Oleh : Ummu Hanif
(Pemerhati Keluarga Dan Sosial)
Penyusunan Peta Jalan Pendidikan Nasional (PJPN) 2020-2035 yang tengah disusun Kementerian Pendidikan dan Kebudayaan (Kemendikbud) menuai polemik. Sebab, dalam draf terbaru, kata akhlak dan budaya digunakan untuk menggantikan hilangnya frasa agama.
Dalam draf rumusan paling mutakhir tanggal 11 Desember 2020, frasa agama menghilang dan kata budaya masuk sebagai acuan nilai mendampingi Pancasila. (www.fin.co.id, 09/03/2021)
Penghapusan frasa “Agama” sangat bertentangan dengan pasal 31 UUD 1945 ayat 5 yang berbunyi ” Pemerintah memajukan ilmu pengetahuan dan teknologi dengan menjunjung tinggi nilai-nilai agama dan persatuan bangsa untuk kemajuan peradapan serta kesejahteraan umat manusia”.
Selain itu, penghapusan frasa “Agama” juga bertentangan dengan undang-undang sisdiknas 2003 yang menjadi landasan yuridis pelaksaan pendidikan di Indonesia. (Dikutip dari Gelora, 10 Maret 2021)

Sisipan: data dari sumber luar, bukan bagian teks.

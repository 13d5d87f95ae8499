//! Floatsync Common Library
#![deny(clippy::unwrap_used, clippy::expect_used)]
//!
//! Shared building blocks for the floatsync workspace members:
//!
//! - **Logging**: `tracing` subscriber setup driven by `LOG_*` variables
//! - **Errors**: the shared [`Error`] type and [`Result`] alias
//! - **Env**: typed helpers for reading configuration from the environment
//! - **Types**: identifiers for entities and cycles
//!
//! # Example
//!
//! ```no_run
//! use floatsync_common::logging::{init_logging, LogConfig};
//!
//! fn main() -> anyhow::Result<()> {
//!     let config = LogConfig::from_env()?;
//!     let _guard = init_logging(&config)?;
//!     tracing::info!("started");
//!     Ok(())
//! }
//! ```

pub mod env;
pub mod error;
pub mod logging;
pub mod types;

pub use error::{Error, Result};
pub use types::{CycleKey, CycleNumber, EntityId};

Bila dilihat dalam draft PJPN, sistem pendidikan Indonesia ke depan semata-mata berorientasi agar peserta didik mempunyai penguasaan terhadap sains dan teknologi yang sesuai dengan tuntutan perkembangan zaman dan sesuai tuntutan pasar agar mempunyai daya saing tinggi,namun agama tidak lagi menjadi pondasi bagi para peserta didik. Padahal apalah artinya jika kita mempunyai SDM yang cakap dan pintar tapi tidak punya nilai-nilai agama? Semua itu hanya akan menghasilkan orang-orang yang culas,orang-orang yang sekuler, orang-orang yang tidak bisa membedakan mana yang halal dan haram, mana yang dosa dan bukan.

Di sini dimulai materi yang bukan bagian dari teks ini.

impl<T: Transport> Channel<T> {
    /// Bind a channel to `io` with default configuration.
    pub fn new(io: T) -> Self {
        Self::with_config(io, ChannelConfig::default())
    }

    /// Bind a channel to `io`.
    pub fn with_config(io: T, config: ChannelConfig) -> Self {
        let jobs = match config.max_pending_jobs {
            Some(capacity) => JobQueue::bounded(capacity),
            None => JobQueue::new(),
        };
        Self {
            io,
            encoder: FrameEncoder::with_config(config.frame.clone()),
            decoder: FrameDecoder::with_config(config.frame.clone()),
            jobs,
            serials: SerialAllocator::new(),
            processor: ProcessorBinding::Diagnostic,
            processor_generation: 0,
            config,
            closed: false,
        }
    }

    /// Send a command; returns its serial number.
    pub fn send_command(&mut self, command: &str) -> Result<u64> {
        self.send_serial(COMMAND, command)
    }

    /// Send an event; returns its serial number.
    pub fn send_event(&mut self, event: &str) -> Result<u64> {
        self.send_serial(EVENT, event)
    }

    /// Reply to command `serial` with a result.
    pub fn send_result(&mut self, serial: u64, value: &str) -> Result<()> {
        self.send_format(RESULT, serial, value)
    }

    /// Reply to command `serial` with an error.
    pub fn send_error(&mut self, serial: u64, message: &str) -> Result<()> {
        self.send_format(ERROR, serial, message)
    }

    /// Send under a freshly allocated serial number and return it.
    ///
    /// A serial is consumed once any byte may have reached the transport.
    /// Contract violations and sends on a closed channel leave the counter
    /// untouched.
    pub fn send_serial(&mut self, category: &str, payload: &str) -> Result<u64> {
        let serial = self.serials.peek()?;
        let result = self.send_format(category, serial, payload);
        let nothing_written = matches!(&result, Err(err) if err.is_contract())
            || matches!(&result, Err(ChannelError::Closed));
        if !nothing_written {
            self.serials.next()?;
        }
        result.map(|()| serial)
    }

    /// Send one frame with an explicit serial number.
    pub fn send_format(&mut self, category: &str, serial: u64, payload: &str) -> Result<()> {
        self.ensure_open()?;
        match self.encoder.send(&mut self.io, category, serial, payload) {
            Ok(()) => {
                debug!(category, serial, "sent message");
                Ok(())
            }
            Err(err) => {
                let err = ChannelError::from(err);
                if !err.is_contract() {
                    // A frame may be half written; the stream is unusable.
                    warn!(error = %err, "send failed, closing channel");
                    self.shutdown();
                }
                Err(err)
            }
        }
    }

    /// Drain the transport and queue every complete message.
    ///
    /// Returns the number of messages queued by this call; 0 when nothing
    /// complete arrived. Reading end-of-stream before any byte closes the
    /// channel and yields [`ChannelError::Disconnected`].
    pub fn receive(&mut self) -> Result<usize> {
        self.ensure_open()?;
        match self.receive_inner() {
            Ok(count) => Ok(count),
            Err(ChannelError::Disconnected) => {
                debug!("peer closed the stream");
                self.shutdown();
                Err(ChannelError::Disconnected)
            }
            Err(err) => {
                warn!(error = %err, "receive failed, closing channel");
                self.shutdown();
                Err(err)
            }
        }
    }

    fn receive_inner(&mut self) -> Result<usize> {
        let fill = self.decoder.fill_from(&mut self.io)?;
        if fill.eof && fill.bytes == 0 {
            return Err(ChannelError::Disconnected);
        }

        let mut queued = 0;
        while let Some(message) = self.decoder.decode()? {
            trace!(
                category = message.category(),
                serial = message.serial(),
                "queued message"
            );
            self.jobs.push(message)?;
            queued += 1;
        }
        self.decoder.compact();
        Ok(queued)
    }

    /// Receive until the `OK`/`ERR` reply to `serial` is queued, then take it.
    ///
    /// Every other message stays queued in arrival order. The transport must
    /// not block indefinitely: use a non-blocking stream or set a read
    /// timeout.
    pub fn wait_reply(&mut self, serial: u64, timeout: Duration) -> Result<Message> {
        let deadline = Instant::now() + timeout;
        loop {
            if let Some(reply) = self.jobs.take_reply(serial) {
                return Ok(reply);
            }
            if Instant::now() >= deadline {
                return Err(ChannelError::Timeout(timeout));
            }
            if self.receive()? == 0 {
                std::thread::sleep(REPLY_POLL_INTERVAL);
            }
        }
    }

    /// Remove and return the oldest queued job.
    pub fn pop(&mut self) -> Option<Message> {
        self.jobs.pop()
    }

    pub fn has_pending(&self) -> bool {
        self.jobs.has_pending()
    }

    pub fn pending_len(&self) -> usize {
        self.jobs.len()
    }

    pub fn jobs(&self) -> &JobQueue {
        &self.jobs
    }

    /// Pop the oldest job and hand it to the attached processor.
    ///
    /// Returns `Ok(false)` when the queue is empty. While the processor runs
    /// the channel reports a diagnostic binding; if the processor installs a
    /// replacement, the replacement is kept.
    pub fn dispatch_next(&mut self) -> Result<bool> {
        let Some(message) = self.jobs.pop() else {
            return Ok(false);
        };
        let generation = self.processor_generation;
        let mut binding = std::mem::take(&mut self.processor);
        let result = binding.process(self, message);
        if self.processor_generation == generation {
            self.processor = binding;
        }
        result.map(|()| true)
    }

    /// Dispatch until the queue is empty; returns the number dispatched.
    ///
    /// Stops at the first processor error, leaving later jobs queued.
    pub fn dispatch_pending(&mut self) -> Result<usize> {
        let mut dispatched = 0;
        while self.dispatch_next()? {
            dispatched += 1;
        }
        Ok(dispatched)
    }

    pub fn processor(&self) -> &ProcessorBinding<T> {
        &self.processor
    }

    /// Replace the attached processor.
    pub fn set_processor(&mut self, binding: ProcessorBinding<T>) {
        self.processor = binding;
        self.processor_generation = self.processor_generation.wrapping_add(1);
    }

    /// Text codec used in both directions.
    pub fn codec(&self) -> TextCodec {
        self.encoder.codec()
    }

    /// Change the text codec for both directions. Bytes already buffered
    /// but not yet decoded are decoded with the new codec.
    pub fn set_codec(&mut self, codec: TextCodec) {
        self.encoder.set_codec(codec);
        self.decoder.set_codec(codec);
        self.config.frame.codec = codec;
    }

    /// Most recently allocated serial number, 0 before the first send.
    pub fn last_serial(&self) -> u64 {
        self.serials.last()
    }

    /// Close the transport. Queued jobs remain available.
    pub fn close(&mut self) -> Result<()> {
        if self.closed {
            return Ok(());
        }
        self.closed = true;
        self.io.close()?;
        debug!("channel closed");
        Ok(())
    }

    pub fn is_closed(&self) -> bool {
        self.closed
    }

    pub fn config(&self) -> &ChannelConfig {
        &self.config
    }

    pub fn transport(&self) -> &T {
        &self.io
    }

    pub fn transport_mut(&mut self) -> &mut T {
        &mut self.io
    }

    /// Unbind and return the transport.
    pub fn into_inner(self) -> T {
        self.io
    }

    fn ensure_open(&self) -> Result<()> {
        if self.closed {
            return Err(ChannelError::Closed);
        }
        Ok(())
    }

    fn shutdown(&mut self) {
        if let Err(err) = self.close() {
            debug!(error = %err, "transport close failed");
        }
    }
}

Demikianlah bila kapitalisme yang menjadi ruh pendidikan di negri ini, maka tercabutlah tujuan mulia dari pendidikan yang bercita-cita pada pembentukan generasi islam yang amanah dan terdepan dalam inovasi dan teknologi.

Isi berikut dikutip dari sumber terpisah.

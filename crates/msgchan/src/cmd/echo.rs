use std::sync::atomic::{AtomicBool, Ordering};
use std::sync::Arc;

use msgchan_channel::{Channel, ChannelListener, ProcessorBinding};
use msgchan_frame::{Message, COMMAND};
use msgchan_transport::{IpcStream, Transport};
use tracing::{info, warn};

use crate::cmd::{
    classify_recv_error, install_ctrlc_handler, parse_endpoint, EchoArgs, RecvErrorDisposition,
    Settings, POLL_TIMEOUT,
};
use crate::exit::{channel_error, CliResult, SUCCESS};

pub fn run(args: EchoArgs, settings: &Settings) -> CliResult<i32> {
    let endpoint = parse_endpoint(&args.endpoint)?;
    let listener =
        ChannelListener::bind_with_config(&endpoint, settings.channel_config(Some(POLL_TIMEOUT)))
            .map_err(|err| channel_error("bind failed", err))?;

    let running = Arc::new(AtomicBool::new(true));
    install_ctrlc_handler(running.clone())?;

    while running.load(Ordering::SeqCst) {
        let mut channel = listener
            .accept()
            .map_err(|err| channel_error("accept failed", err))?;
        channel.set_processor(ProcessorBinding::from_fn(echo_job::<IpcStream>));

        while running.load(Ordering::SeqCst) {
            if let Err(err) = channel.receive() {
                match classify_recv_error(err) {
                    RecvErrorDisposition::Break => break,
                    RecvErrorDisposition::Fatal(cli_err) => return Err(cli_err),
                }
            }
            if let Err(err) = channel.dispatch_pending() {
                warn!(error = %err, "echo reply failed");
                break;
            }
        }
    }

    Ok(SUCCESS)
}

/// Answer commands with an `OK` carrying the same payload; log everything else.
fn echo_job<T: Transport>(channel: &mut Channel<T>, message: Message) -> msgchan_channel::Result<()> {
    if message.category() == COMMAND {
        info!(
            serial = message.serial(),
            payload = message.payload(),
            "echoing command"
        );
        return channel.send_result(message.serial(), message.payload());
    }
    info!(
        category = message.category(),
        serial = message.serial(),
        payload = message.payload(),
        "received message"
    );
    Ok(())
}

Kita memang bukan negara agama, tapi pendudukan dan warga negara kita memiliki agama, maka menjadi jelas posisi agama dalam kehidupan kita sangatlah penting. Sedang kapitalis yang menjadikan sekuler sebagai ajaran yang mempengaruhi generasi, semakin digencarkan oleh pemerintah yang memisahkan agama dari kehidupan serasa terus menerus menjadi momok yang dengan cepat merasuki masyarakat agar masyarakat tidak mencampurkan ajaran, hukum dan aturan agama dalam kehidupan dengan masih menjadikan alasan radikalisme sebagai hal yang perlu diwaspadai. Sedang isu radikalisme masih tetap dituduhkan pada masyarakat yang menunjukan identitas kemuslimanya, yakni secara tidak langsung memang ditujukan hanya pada agama islam dan kaum muslimin.
Adapun berbagai macam opini publik yang terbentuk, jangan sampai dimanfaatkan oleh pihak pengadu domba yang mengait-ngaitkan dihapuskanya frasa “Agama” , yang dinilai sangat sensitif dan akan sangat berpengaruh pada dunia pendidikan. Pendidikan islam serasa dikikis habis dan dipersempit dengan segala upaya, namun islam akan bangkit karena umat sudah semakin paham akan pentingnya memakai ajaran, hukum dan aturan yang datang dari Allah.